For the more general result, lets pretend the 6 above is n and that the 2 we select from the 6 is r. Then the general result can be written as

$\displaystyle \binom{n}{r}=\binom{n-1}{r-1}+\binom{n-1}{r}$,

which can also be shown algebraically with formulas. But who wants to do that?

This is what mathematicians do. We generalize and look for patterns.  Using this relationship instead of a calculator, try and find $\binom{9}{3}$.  Answer is below.

An Alternative to the “FOIL” Method

Remember FOIL?  These letters stand for “First, Outer, Inner, Last,” and the mnemonic is used when wanting to multiply expressions such as $(x+2y)(3x-y)$.

First, you multiply the first terms in each expression to get $3x^2$.

Next, you multiply the outer terms of the expression to get $-xy$.

Third, you multiply the inner terms of the expression to get $6xy$.

Finally, you multiply the last terms of the expression to get $-2y^2$.

When you add these together and combine the like terms you get

$\displaystyle 3x^2-xy+6xy-2y^2 = 3x^2+5xy-2y^2.$

Let’s try another that will lead to the usefulness of Yanghui’s Triangle.
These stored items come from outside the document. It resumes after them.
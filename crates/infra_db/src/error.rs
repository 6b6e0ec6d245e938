//! Database layer errors

use thiserror::Error;

/// Errors raised by the persistence layer
#[derive(Debug, Error)]
pub enum DatabaseError {
    /// Could not establish the connection pool
    #[error("Database connection failed: {0}")]
    ConnectionFailed(String),

    /// Query execution failed
    #[error("Query failed: {0}")]
    Query(#[from] sqlx::Error),

    /// A stored JSON column could not be decoded
    #[error("Stored document is corrupt: {0}")]
    Corrupt(#[from] serde_json::Error),

    /// The requested entity does not exist
    #[error("{entity} not found: {id}")]
    NotFound { entity: &'static str, id: String },

    /// Seed data could not be constructed
    #[error("Seed data invalid: {0}")]
    Seed(String),
}

impl DatabaseError {
    pub fn not_found(entity: &'static str, id: impl ToString) -> Self {
        DatabaseError::NotFound {
            entity,
            id: id.to_string(),
        }
    }

    /// True if this error is a NotFound
    pub fn is_not_found(&self) -> bool {
        matches!(self, DatabaseError::NotFound { .. })
    }
}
That is, expanding expressions like $(x+y)^2$.  Writing it as $(x+y)(x+y)$ and following the same procedure above produces $x^2+2xy+y^2.$

If you’ll allow me to write that $1x^2+2xy+1y^2$, it is easier to see that the coefficients of each of the terms matches the specific row when n=2. It is no coincidence that the n=2 matches the power to which $(x+y)$ is raised.
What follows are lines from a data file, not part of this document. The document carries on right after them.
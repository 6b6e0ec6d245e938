//! Audit trail repository

use chrono::{DateTime, Utc};
use core_kernel::{AuditEventId, CaseId};
use domain_case::{AuditAction, AuditEvent};
use sqlx::SqlitePool;
use uuid::Uuid;

use crate::error::DatabaseError;

#[derive(Debug, sqlx::FromRow)]
struct AuditRow {
    id: String,
    case_id: String,
    action: String,
    details: String,
    occurred_at: DateTime<Utc>,
}

impl AuditRow {
    fn into_event(self) -> Result<AuditEvent, DatabaseError> {
        let id = Uuid::parse_str(&self.id)
            .map_err(|_| DatabaseError::not_found("AuditEvent", &self.id))?;
        let case_id = Uuid::parse_str(&self.case_id)
            .map_err(|_| DatabaseError::not_found("Case", &self.case_id))?;
        let action: AuditAction = self
            .action
            .parse()
            .map_err(|e: domain_case::CaseError| {
                DatabaseError::Corrupt(serde::de::Error::custom(e.to_string()))
            })?;

        Ok(AuditEvent {
            id: AuditEventId::from(id),
            case_id: CaseId::from(case_id),
            action,
            details: self.details,
            occurred_at: self.occurred_at,
        })
    }
}

/// Repository for the case audit trail. Entries are append-only.
#[derive(Debug, Clone)]
pub struct AuditRepository {
    pool: SqlitePool,
}

impl AuditRepository {
    pub fn new(pool: SqlitePool) -> Self {
        Self { pool }
    }

    pub async fn append(&self, event: &AuditEvent) -> Result<(), DatabaseError> {
        sqlx::query(
            "INSERT INTO audit_logs (id, case_id, action, details, occurred_at)
             VALUES (?, ?, ?, ?, ?)",
        )
        .bind(event.id.as_uuid().to_string())
        .bind(event.case_id.as_uuid().to_string())
        .bind(event.action.to_string())
        .bind(&event.details)
        .bind(event.occurred_at)
        .execute(&self.pool)
        .await?;

        Ok(())
    }

    /// Returns a case's audit trail, newest first.
    pub async fn for_case(&self, case_id: CaseId) -> Result<Vec<AuditEvent>, DatabaseError> {
        let rows = sqlx::query_as::<_, AuditRow>(
            "SELECT id, case_id, action, details, occurred_at
             FROM audit_logs WHERE case_id = ? ORDER BY occurred_at DESC",
        )
        .bind(case_id.as_uuid().to_string())
        .fetch_all(&self.pool)
        .await?;

        rows.into_iter().map(AuditRow::into_event).collect()
    }
}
Indeed, Yanghui’s Triangle can be used to quickly expand expressions in the form $(x+y)^n$.  See if you can recognize the pattern in the expansion of $(x+y)^6$:

$\displaystyle x^6+6x^5y+15x^4y^2+20x^3y^3+15x^2y^4+6xy^5+y^6$.

Try to expand the much easier $(x+y)^4$. Answer is below.
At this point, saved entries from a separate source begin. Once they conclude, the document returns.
//! Case domain errors

use thiserror::Error;

use crate::case::CaseStatus;

/// Errors raised by case lifecycle operations
#[derive(Debug, Error)]
pub enum CaseError {
    /// The requested transition is not allowed from the current status
    #[error("Invalid case transition from {from} to {to}")]
    InvalidStateTransition { from: CaseStatus, to: CaseStatus },

    /// Raw submission text was empty
    #[error("Case submission text cannot be empty")]
    EmptySubmission,

    /// A stored status string did not match any known status
    #[error("Unknown case status: {0}")]
    UnknownStatus(String),

    /// A stored decision string did not match any known decision
    #[error("Unknown final decision: {0}")]
    UnknownDecision(String),

    /// A stored audit action string did not match any known action
    #[error("Unknown audit action: {0}")]
    UnknownAction(String),
}
//! Programmatic schema initialization
//!
//! Three tables: coverage policies, PA cases, and the case audit trail.
//! Structured payloads (criteria, guidelines, extracted data, evaluations,
//! recommendation) are JSON stored as TEXT.

use sqlx::SqlitePool;

use crate::error::DatabaseError;

/// Creates all tables if they do not already exist. Idempotent.
pub async fn init_schema(pool: &SqlitePool) -> Result<(), DatabaseError> {
    sqlx::query(
        r#"
        CREATE TABLE IF NOT EXISTS policies (
            id TEXT PRIMARY KEY,
            code TEXT NOT NULL UNIQUE,
            drug_name TEXT NOT NULL,
            indication TEXT NOT NULL,
            description TEXT NOT NULL DEFAULT '',
            criteria TEXT NOT NULL,
            guidelines TEXT NOT NULL,
            created_at TEXT NOT NULL DEFAULT CURRENT_TIMESTAMP
        )
        "#,
    )
    .execute(pool)
    .await?;

    sqlx::query(
        r#"
        CREATE TABLE IF NOT EXISTS cases (
            id TEXT PRIMARY KEY,
            case_number TEXT NOT NULL UNIQUE,
            title TEXT NOT NULL,
            raw_text TEXT NOT NULL,
            policy_id TEXT NOT NULL,
            status TEXT NOT NULL DEFAULT 'pending',
            extracted_data TEXT,
            criteria_evaluation TEXT,
            recommendation TEXT,
            provider_letter TEXT,
            member_letter TEXT,
            complexity TEXT,
            final_decision TEXT,
            decision_notes TEXT,
            created_at TEXT NOT NULL,
            processed_at TEXT,
            decided_at TEXT,
            turnaround_minutes INTEGER,
            FOREIGN KEY (policy_id) REFERENCES policies(id)
        )
        "#,
    )
    .execute(pool)
    .await?;

    sqlx::query(
        r#"
        CREATE TABLE IF NOT EXISTS audit_logs (
            id TEXT PRIMARY KEY,
            case_id TEXT NOT NULL,
            action TEXT NOT NULL,
            details TEXT NOT NULL DEFAULT '',
            occurred_at TEXT NOT NULL,
            FOREIGN KEY (case_id) REFERENCES cases(id)
        )
        "#,
    )
    .execute(pool)
    .await?;

    tracing::debug!("schema initialized");
    Ok(())
}
//! Review throughput metrics
//!
//! Aggregates are computed by persistence queries; this module only owns
//! the typed shape handed to the API.

use serde::{Deserialize, Serialize};
use std::collections::BTreeMap;

/// Caseload and decision metrics for the review dashboard
#[derive(Debug, Clone, Default, Serialize, Deserialize)]
pub struct CaseMetrics {
    pub total: i64,
    pub pending: i64,
    pub processed: i64,
    pub decided: i64,
    /// Average intake-to-decision time over decided cases, if any
    pub avg_turnaround_minutes: Option<f64>,
    /// Final decision counts keyed by decision name
    pub decisions: BTreeMap<String, i64>,
    /// Processed case counts keyed by complexity
    pub complexity_distribution: BTreeMap<String, i64>,
}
Why do these combination values match up with the coefficients in this expansion?  Suppose we were to attempt to expand $(x+y)^6$ manually:

$\displaystyle (x+y)^6 = (x+y)(x+y)(x+y)(x+y)(x+y)(x+y).$

From a counting perspective, you can get a $x^2y^4$ term by multiplying the x from the 1st and the 4th expressions with the y’s in the 2nd, 3rd, 5th, and 6th expressions.  Since there are 6 expressions you are multiplying together, 2 of which need to be x’s, then there are $\binom{6}{2} = 15$ ways of getting the $x^2y^4$ term.

Pretty cool, huh?  Again, this is what mathematicians love.  Seeking and understanding patterns.  For Part II of this post, we will explore some other properties and how the Fibonacci sequence emerges from Yanghui’s Triangle.

${}_{52}C_{5} = 2598960$
$\binom{9}{3} = \binom{8}{2}+\binom{8}{3} = 28+56 = 84$ directly from triangle.
$(x+y)^4 = x^4+4x^3y+6x^2y^2+4xy^3+y^4$.